Stored data ::
use std::sync::Arc;

use image::RgbImage;
use rten::Model;
use rten_tensor::NdTensor;
use rten_tensor::prelude::*;
use tracing::debug;

use crate::error::{Error, Result};

/// Coordinate frame a model reports its boxes in
#[derive(Debug, Clone, Copy, PartialEq, Eq)]
pub enum CoordinateSpace {
    /// Fractions of the image size in `[0, 1]`
    Normalized,
    /// Pixels of the resized model input
    InputFrame,
    /// Pixels of the original image
    Original,
}

/// One box as emitted by a model, before mapping back to the original image.
#[derive(Debug, Clone, PartialEq)]
pub struct RawDetection {
    pub label: String,
    pub score: f32,
    /// `[x1, y1, x2, y2]` in the model's [`CoordinateSpace`]
    pub corners: [f32; 4],
}

/// A loaded detector. Implementations must be usable from several threads at once.
pub trait DetectionModel: Send + Sync {
    /// `(width, height)` the input image is resized to before inference.
    fn input_size(&self) -> (u32, u32);

    fn coordinate_space(&self) -> CoordinateSpace;

    /// Run inference on an image already resized to [`DetectionModel::input_size`].
    fn infer(&self, input: &RgbImage) -> Result<Vec<RawDetection>>;
}

/// Turns stored model bytes into a usable [`DetectionModel`].
pub trait ModelLoader: Send + Sync {
    fn load(&self, name: &str, bytes: Vec<u8>, labels: Vec<String>) -> Result<Arc<dyn DetectionModel>>;
}

#[derive(Debug, Clone)]
pub struct YoloParams {
    pub input_size: u32,
    pub conf_threshold: f32,
    pub iou_threshold: f32,
    pub max_detections: usize,
}

impl Default for YoloParams {
    fn default() -> Self {
        Self {
            input_size: 800,
            conf_threshold: 0.25,
            iou_threshold: 0.45,
            max_detections: 100,
        }
    }
}

/// YOLO-style detector running on the `rten` runtime.
///
/// Expects a single `[1, 3, H, W]` float input scaled to `[0, 1]` and a single
/// `[1, 4 + classes, N]` output of center-x, center-y, width, height and class scores.
pub struct RtenDetectionModel {
    model: Model,
    labels: Vec<String>,
    params: YoloParams,
}

impl RtenDetectionModel {
    pub fn new(model: Model, labels: Vec<String>, params: YoloParams) -> Self {
        Self {
            model,
            labels,
            params,
        }
    }

    fn label_for(&self, class_id: usize) -> String {
        self.labels
            .get(class_id)
            .cloned()
            .unwrap_or_else(|| format!("class_{class_id}"))
    }
}

impl DetectionModel for RtenDetectionModel {
    fn input_size(&self) -> (u32, u32) {
        (self.params.input_size, self.params.input_size)
    }

    fn coordinate_space(&self) -> CoordinateSpace {
        CoordinateSpace::InputFrame
    }

    fn infer(&self, input: &RgbImage) -> Result<Vec<RawDetection>> {
        let (width, height) = input.dimensions();
        let mut tensor = NdTensor::<f32, 4>::zeros([1, 3, height as usize, width as usize]);
        for (x, y, pixel) in input.enumerate_pixels() {
            for c in 0..3 {
                tensor[[0, c, y as usize, x as usize]] = pixel[c] as f32 / 255.0;
            }
        }

        let output: NdTensor<f32, 3> = self
            .model
            .run_one(tensor.view().into(), None)
            .map_err(|e| Error::Validation(format!("detector inference failed: {e:?}")))?
            .try_into()
            .map_err(|e| Error::Validation(format!("unexpected detector output: {e:?}")))?;

        let [_, rows, count] = output.shape();
        let data = output.to_vec();
        let detections = decode_predictions(&data, rows, count, &self.params);
        debug!(candidates = count, kept = detections.len(), "decoded detector output");

        Ok(detections
            .into_iter()
            .map(|(class_id, score, corners)| RawDetection {
                label: self.label_for(class_id),
                score,
                corners,
            })
            .collect())
    }
}

/// Decode a row-major `[4 + classes, count]` prediction block into
/// `(class_id, score, [x1, y1, x2, y2])`, applying the confidence threshold
/// and per-class non-maximum suppression.
pub fn decode_predictions(
    data: &[f32],
    rows: usize,
    count: usize,
    params: &YoloParams,
) -> Vec<(usize, f32, [f32; 4])> {
    if rows <= 4 || data.len() < rows * count {
        return Vec::new();
    }
    let at = |row: usize, i: usize| data[row * count + i];

    let mut candidates = Vec::new();
    for i in 0..count {
        let (class_id, score) = (4..rows)
            .map(|row| (row - 4, at(row, i)))
            .fold((0, f32::MIN), |best, cur| if cur.1 > best.1 { cur } else { best });
        if score < params.conf_threshold {
            continue;
        }
        let (cx, cy, w, h) = (at(0, i), at(1, i), at(2, i), at(3, i));
        let corners = [cx - w / 2.0, cy - h / 2.0, cx + w / 2.0, cy + h / 2.0];
        candidates.push((class_id, score, corners));
    }

    candidates.sort_by(|a, b| b.1.total_cmp(&a.1));

    let mut kept: Vec<(usize, f32, [f32; 4])> = Vec::new();
    for candidate in candidates {
        let suppressed = kept
            .iter()
            .any(|k| k.0 == candidate.0 && iou(&k.2, &candidate.2) > params.iou_threshold);
        if !suppressed {
            kept.push(candidate);
            if kept.len() >= params.max_detections {
                break;
            }
        }
    }
    kept
}

fn iou(a: &[f32; 4], b: &[f32; 4]) -> f32 {
    let ix = (a[2].min(b[2]) - a[0].max(b[0])).max(0.0);
    let iy = (a[3].min(b[3]) - a[1].max(b[1])).max(0.0);
    let inter = ix * iy;
    let area_a = (a[2] - a[0]) * (a[3] - a[1]);
    let area_b = (b[2] - b[0]) * (b[3] - b[1]);
    let union = area_a + area_b - inter;
    if union <= 0.0 { 0.0 } else { inter / union }
}

/// Loads `.rten` files as [`RtenDetectionModel`]s.
#[derive(Debug, Clone, Default)]
pub struct RtenModelLoader {
    pub params: YoloParams,
}

impl RtenModelLoader {
    pub fn new(params: YoloParams) -> Self {
        Self { params }
    }
}

impl ModelLoader for RtenModelLoader {
    fn load(&self, name: &str, bytes: Vec<u8>, labels: Vec<String>) -> Result<Arc<dyn DetectionModel>> {
        let model = Model::load(bytes).map_err(|e| Error::load(name, format!("{e:?}")))?;
        Ok(Arc::new(RtenDetectionModel::new(model, labels, self.params.clone())))
    }
}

Exercise instructions ::
How many lines of the material contain the string "inference"? Answer with the number and nothing else.

Solution ::
3